Danny Glover, not to be confused with Donald Glover, is an American actor and activist who is most notable for his roles in “Lethal Weapon” and “The Color Purple”. In addition to these larger roles, Glover had a number of supporting roles in several movies and TV series. Some of these performances earned him Emmy nominations for “Freedom Song”, “Fallen Angels”, “Lonesome Dove”, and “Mandela” in which he played Nelson Mandela. Before he began his acting career however, he worked on community development in the city administration, eventually making his transition into theater.

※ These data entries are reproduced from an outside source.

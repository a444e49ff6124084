use crate::broker::{Broker, Filter, KeyDeriver, KeyPart, Subscription, TopicKey};
use crate::config::Settings;
use crate::utils::error::{BrokerError, TopicError};

/// Publishing half of the notification core.
///
/// Mutation-style handlers hold a `Publisher` and call `publish` after a
/// state change. Publishing never fails and never waits on subscribers.
#[derive(Debug)]
pub struct Publisher<E> {
    broker: Broker<E>,
}

impl<E> Clone for Publisher<E> {
    fn clone(&self) -> Self {
        Self {
            broker: self.broker.clone(),
        }
    }
}

impl<E: Clone> Publisher<E> {
    pub fn new(broker: Broker<E>) -> Self {
        Self { broker }
    }

    /// Hand `event` to the broker for `topic`.
    ///
    /// Returns the number of subscriptions it was enqueued on; `0` when
    /// nobody listens. There is no replay, so such an event is gone.
    pub fn publish(&self, topic: &TopicKey, event: E) -> usize {
        self.broker.dispatch(topic, event)
    }
}

/// The two operations a resolver layer needs, `publish` and `subscribe`,
/// together with the key deriver configured for this process.
#[derive(Debug)]
pub struct PubSub<E> {
    broker: Broker<E>,
    deriver: KeyDeriver,
}

impl<E> Clone for PubSub<E> {
    fn clone(&self) -> Self {
        Self {
            broker: self.broker.clone(),
            deriver: self.deriver,
        }
    }
}

impl<E> Default for PubSub<E> {
    fn default() -> Self {
        Self::new(Broker::default(), KeyDeriver::default())
    }
}

impl<E> PubSub<E> {
    pub fn new(broker: Broker<E>, deriver: KeyDeriver) -> Self {
        Self { broker, deriver }
    }

    /// Build a `PubSub` from loaded settings.
    pub fn from_settings(settings: &Settings) -> Result<Self, TopicError> {
        Ok(Self::new(
            Broker::with_config(settings.broker_config()),
            settings.key_deriver()?,
        ))
    }

    pub fn broker(&self) -> &Broker<E> {
        &self.broker
    }

    pub fn deriver(&self) -> KeyDeriver {
        self.deriver
    }

    /// Derive a topic key with this instance's separator.
    pub fn topic<I, P>(&self, components: I) -> Result<TopicKey, TopicError>
    where
        I: IntoIterator<Item = P>,
        P: Into<KeyPart>,
    {
        self.deriver.derive(components)
    }

    /// Subscribe to `topics`, optionally gated by `filter`.
    ///
    /// The subscription lives until the returned handle is dropped.
    pub fn subscribe<I>(
        &self,
        topics: I,
        filter: Option<Filter<E>>,
    ) -> Result<Subscription<E>, BrokerError>
    where
        I: IntoIterator<Item = TopicKey>,
    {
        self.broker.register(topics, filter)
    }

    /// `subscribe` with a plain predicate as the filter.
    pub fn subscribe_filtered<I, F>(
        &self,
        topics: I,
        predicate: F,
    ) -> Result<Subscription<E>, BrokerError>
    where
        I: IntoIterator<Item = TopicKey>,
        F: Fn(&E) -> bool + Send + Sync + 'static,
        E: 'static,
    {
        self.broker.register(topics, Some(Filter::new(predicate)))
    }
}

impl<E: Clone> PubSub<E> {
    pub fn publisher(&self) -> Publisher<E> {
        Publisher::new(self.broker.clone())
    }

    pub fn publish(&self, topic: &TopicKey, event: E) -> usize {
        self.broker.dispatch(topic, event)
    }
}
use super::chat::{self, ChatMessage, ChatRoom, MessageType};
use super::counter::{Counter, CounterCommand};
use crate::broker::{Broker, KeyDeriver};
use crate::client::PubSub;
use crate::utils::error::ResolverError;
use futures::FutureExt;
use futures_util::StreamExt;

fn message(room: u32, contents: &str, message_type: MessageType) -> ChatMessage {
    ChatMessage {
        chat_room_number: room,
        contents: contents.to_string(),
        message_type,
    }
}

#[test]
fn test_chat_topic_strings() {
    let deriver = KeyDeriver::default();
    assert_eq!(
        chat::topic_for(&deriver, 1, MessageType::Chat).unwrap().as_str(),
        "1-chat"
    );
    assert_eq!(
        chat::topic_for(&deriver, 12, MessageType::Notice)
            .unwrap()
            .as_str(),
        "12-notice"
    );
}

#[test]
fn test_message_type_parsing() {
    assert_eq!("chat".parse::<MessageType>().unwrap(), MessageType::Chat);
    assert_eq!("NOTICE".parse::<MessageType>().unwrap(), MessageType::Notice);
    assert!(matches!(
        "shout".parse::<MessageType>(),
        Err(ResolverError::UnknownMessageType(s)) if s == "shout"
    ));
}

#[test]
fn test_chat_message_json_shape() {
    let msg = message(1, "hey", MessageType::Chat);
    let json = serde_json::to_value(&msg).unwrap();
    assert_eq!(
        json,
        serde_json::json!({ "chatRoomNumber": 1, "contents": "hey", "type": "chat" })
    );
    let back: ChatMessage = serde_json::from_value(json).unwrap();
    assert_eq!(back, msg);
}

#[test]
fn test_subscriber_on_exact_topic_receives_message() {
    let pubsub: PubSub<ChatMessage> = PubSub::default();
    let topic = pubsub.topic([1u32.to_string(), "chat".to_string()]).unwrap();
    let mut s1 = pubsub.subscribe([topic], None).unwrap();
    let room = ChatRoom::new(pubsub.clone());

    let sent = room
        .new_message(message(1, "hey", MessageType::Chat))
        .unwrap();

    let delivery = s1.try_recv().expect("S1 should receive the message");
    assert_eq!(delivery.topic.as_str(), "1-chat");
    assert_eq!(delivery.payload, sent);
}

#[tokio::test]
async fn test_room_subscription_filters_odd_lengths() {
    let pubsub: PubSub<ChatMessage> = PubSub::default();
    let room = ChatRoom::new(pubsub);
    let mut inbox = room.enter_chat_room(1).unwrap();

    room.new_message(message(1, "hi!", MessageType::Chat)).unwrap();
    assert!(inbox.next().now_or_never().is_none());

    room.new_message(message(1, "hi", MessageType::Chat)).unwrap();
    assert_eq!(
        inbox.next().await,
        Some(message(1, "hi", MessageType::Chat))
    );
}

#[tokio::test]
async fn test_room_subscription_hears_chat_and_notice_of_its_room_only() {
    let pubsub: PubSub<ChatMessage> = PubSub::default();
    let room = ChatRoom::new(pubsub.clone());
    let mut inbox = room.enter_chat_room(3).unwrap();

    room.new_message(message(3, "ok", MessageType::Notice)).unwrap();
    room.new_message(message(4, "no", MessageType::Chat)).unwrap();
    room.new_message(message(3, "yo", MessageType::Chat)).unwrap();

    assert_eq!(inbox.next().await.unwrap().contents, "ok");
    assert_eq!(inbox.next().await.unwrap().contents, "yo");
    assert!(inbox.next().now_or_never().is_none());

    // a message is published on its own topic only
    assert_eq!(pubsub.broker().topic_count(), 2);
}

#[test]
fn test_leaving_room_deregisters() {
    let pubsub: PubSub<ChatMessage> = PubSub::default();
    let room = ChatRoom::new(pubsub.clone());
    let inbox = room.enter_chat_room(1).unwrap();
    assert_eq!(pubsub.broker().subscription_count(), 1);

    drop(inbox);
    assert_eq!(pubsub.broker().subscription_count(), 0);
    room.new_message(message(1, "hi", MessageType::Chat)).unwrap();
}

#[test]
fn test_counter_command_parsing() {
    assert_eq!("up".parse::<CounterCommand>().unwrap(), CounterCommand::Up);
    assert_eq!("DOWN".parse::<CounterCommand>().unwrap(), CounterCommand::Down);
    assert!(matches!(
        "sideways".parse::<CounterCommand>(),
        Err(ResolverError::UnknownCommand(s)) if s == "sideways"
    ));
}

#[test]
fn test_counter_counts_both_ways() {
    let counter = Counter::new(PubSub::default()).unwrap();
    assert_eq!(counter.hello(), "world!");
    assert_eq!(counter.count(CounterCommand::Up), 1);
    assert_eq!(counter.count(CounterCommand::Up), 2);
    assert_eq!(counter.count(CounterCommand::Down), 1);
    assert_eq!(counter.value(), 1);
}

#[tokio::test]
async fn test_counter_notifies_even_values_not_divisible_by_four() {
    let counter = Counter::new(PubSub::default()).unwrap();
    let mut evens = counter.subscribe_even().unwrap();

    let values: Vec<i64> = (0..4).map(|_| counter.count(CounterCommand::Up)).collect();
    assert_eq!(values, vec![1, 2, 3, 4]);

    // 2 passes the filter, 4 is a multiple of four
    assert_eq!(evens.next().await, Some(2));
    assert!(evens.next().now_or_never().is_none());

    for _ in 0..2 {
        counter.count(CounterCommand::Up);
    }
    assert_eq!(evens.next().await, Some(6));
}

#[tokio::test]
async fn test_counter_negative_values() {
    let counter = Counter::new(PubSub::default()).unwrap();
    let mut evens = counter.subscribe_even().unwrap();

    counter.count(CounterCommand::Down);
    counter.count(CounterCommand::Down);
    assert_eq!(evens.next().await, Some(-2));
}

#[test]
fn test_counter_uses_configured_separator_for_single_part_topic() {
    let pubsub: PubSub<i64> = PubSub::new(Broker::new(), KeyDeriver::new(':').unwrap());
    let counter = Counter::new(pubsub.clone()).unwrap();
    let _evens = counter.subscribe_even().unwrap();

    let even = pubsub.topic(["even"]).unwrap();
    assert_eq!(pubsub.broker().subscribers_of(&even), 1);
}

#[test]
fn test_chat_room_hello() {
    let room = ChatRoom::new(PubSub::default());
    assert_eq!(room.hello(), "world!");
}

#[tokio::test]
async fn test_room_filter_counts_utf16_units() {
    let pubsub: PubSub<ChatMessage> = PubSub::default();
    let room = ChatRoom::new(pubsub);
    let mut inbox = room.enter_chat_room(1).unwrap();

    // one emoji is a surrogate pair, length 2
    room.new_message(message(1, "😀", MessageType::Chat)).unwrap();
    assert_eq!(
        inbox.next().await,
        Some(message(1, "😀", MessageType::Chat))
    );

    // "a😀" is 3 units long
    room.new_message(message(1, "a😀", MessageType::Chat)).unwrap();
    assert!(inbox.next().now_or_never().is_none());
}

#[test]
fn test_counter_saturates_at_bounds() {
    let top = Counter::starting_at(PubSub::default(), i64::MAX).unwrap();
    assert_eq!(top.count(CounterCommand::Up), i64::MAX);
    assert_eq!(top.value(), i64::MAX);

    let bottom = Counter::starting_at(PubSub::default(), i64::MIN).unwrap();
    assert_eq!(bottom.count(CounterCommand::Down), i64::MIN);
    assert_eq!(bottom.count(CounterCommand::Up), i64::MIN + 1);
}
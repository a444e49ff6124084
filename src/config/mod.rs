mod settings;

use crate::broker::KeyDeriver;
use crate::config::settings::PartialSettings;
use config::{Config, ConfigError, Environment, File};

pub use settings::{BrokerSettings, LoggingSettings, Settings, TopicSettings};

/// Prefix of environment overrides, e.g. `TOPICWIRE__BROKER__CHANNEL_CAPACITY`.
pub const ENV_PREFIX: &str = "TOPICWIRE";

const DEFAULT_CONFIG_FILE: &str = "config/default";

/// Loads the configuration from `config/default` and environment variables.
pub fn load_config() -> Result<Settings, ConfigError> {
    load_config_from(DEFAULT_CONFIG_FILE)
}

/// Loads the configuration from the optional file `path` (any format the
/// `config` crate recognises by extension) and environment variables, then
/// merges the result over `Settings::default()`.
pub fn load_config_from(path: &str) -> Result<Settings, ConfigError> {
    let builder = Config::builder()
        .add_source(File::with_name(path).required(false))
        .add_source(
            Environment::with_prefix(ENV_PREFIX)
                .separator("__")
                .try_parsing(true),
        );

    let config = builder.build()?;

    // Try to deserialize what is available
    let partial: PartialSettings = config.try_deserialize()?;

    let default = Settings::default();

    let separator = match partial.topic.as_ref().and_then(|t| t.separator.as_deref()) {
        Some(raw) => parse_separator(raw)?,
        None => default.topic.separator,
    };

    Ok(Settings {
        broker: BrokerSettings {
            channel_capacity: partial
                .broker
                .as_ref()
                .and_then(|b| b.channel_capacity)
                .unwrap_or(default.broker.channel_capacity),
        },
        topic: TopicSettings { separator },
        logging: LoggingSettings {
            level: partial
                .logging
                .as_ref()
                .and_then(|l| l.level.clone())
                .unwrap_or(default.logging.level),
        },
    })
}

fn parse_separator(raw: &str) -> Result<char, ConfigError> {
    let mut chars = raw.chars();
    match (chars.next(), chars.next()) {
        (Some(c), None) => KeyDeriver::new(c)
            .map(|d| d.separator())
            .map_err(|e| ConfigError::Message(format!("topic.separator: {e}"))),
        _ => Err(ConfigError::Message(format!(
            "topic.separator must be a single character, got '{raw}'"
        ))),
    }
}

#[cfg(test)]
mod tests;
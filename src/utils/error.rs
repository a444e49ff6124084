//! The `error` module defines the error types used within `topicwire`.
//!
//! Errors are split by the layer that raises them:
//!
//! - `TopicError`: a topic key could not be derived unambiguously.
//! - `FilterError`: a subscription filter failed. Never escapes the broker;
//!   the broker logs it and treats the event as rejected.
//! - `BrokerError`: a registration request was malformed.
//! - `ResolverError`: raised by the chat and counter resolvers.
//!
//! Deregistering an unknown subscription is not an error and has no variant.

use thiserror::Error;

#[derive(Debug, Clone, PartialEq, Eq, Error)]
pub enum TopicError {
    #[error("cannot derive a topic key from an empty component sequence")]
    EmptySequence,
    #[error("topic key component {index} is empty")]
    EmptyComponent { index: usize },
    #[error("topic key component '{component}' contains the separator '{separator}'")]
    ContainsSeparator { component: String, separator: char },
    #[error("'{0}' cannot be used as a topic key separator")]
    InvalidSeparator(char),
}

#[derive(Debug, Clone, PartialEq, Eq, Error)]
pub enum FilterError {
    #[error("filter evaluation failed: {0}")]
    Evaluation(String),
    #[error("filter panicked: {0}")]
    Panicked(String),
}

#[derive(Debug, Clone, PartialEq, Eq, Error)]
pub enum BrokerError {
    #[error("a subscription needs at least one topic")]
    EmptyTopicSet,
    #[error(transparent)]
    Topic(#[from] TopicError),
}

#[derive(Debug, Error)]
pub enum ResolverError {
    #[error("unknown command: {0}")]
    UnknownCommand(String),
    #[error("unknown message type: {0}")]
    UnknownMessageType(String),
    #[error(transparent)]
    Broker(#[from] BrokerError),
    #[error(transparent)]
    Topic(#[from] TopicError),
}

In addition to these many TV and film acting roles, Glover is very active in his community, frequently speaking out about issues that he cares about. One of the issues he’s very vocal about and committed to is the war on drugs and legalization of marijuana. This is a very personal issue for Glover, “I come from firsthand experience in my own family. Because I've had brothers that have been arrested for marijuana use." In 2010, Glover joined the “Artists for 64”, a coalition of artists who came together to support California’s Proposition 64, the Adult Use of Marijuana Act, a voter initiative for the November 2016 ballot that controls, regulates and taxes responsible adult use, sale, and cultivation of marijuana in California. He was joined by the likes of Olivia Wilde, Rosario Dawson, Jesse Williams, Sarah Silverman, and more. Glover expressed his complete support of Proposition 64, “ Prop. 64 creates a safe, legal system for use of marijuana… . If we truly care about radically reducing the number of people in our jails and prisons for nonviolent recreational use of marijuana; the consequential destabilization to families and communities; and, the crisis of prisoner re-entry into over-policed and economically neglected communities – Prop 64 is an opportunity to send a strong public policy message.”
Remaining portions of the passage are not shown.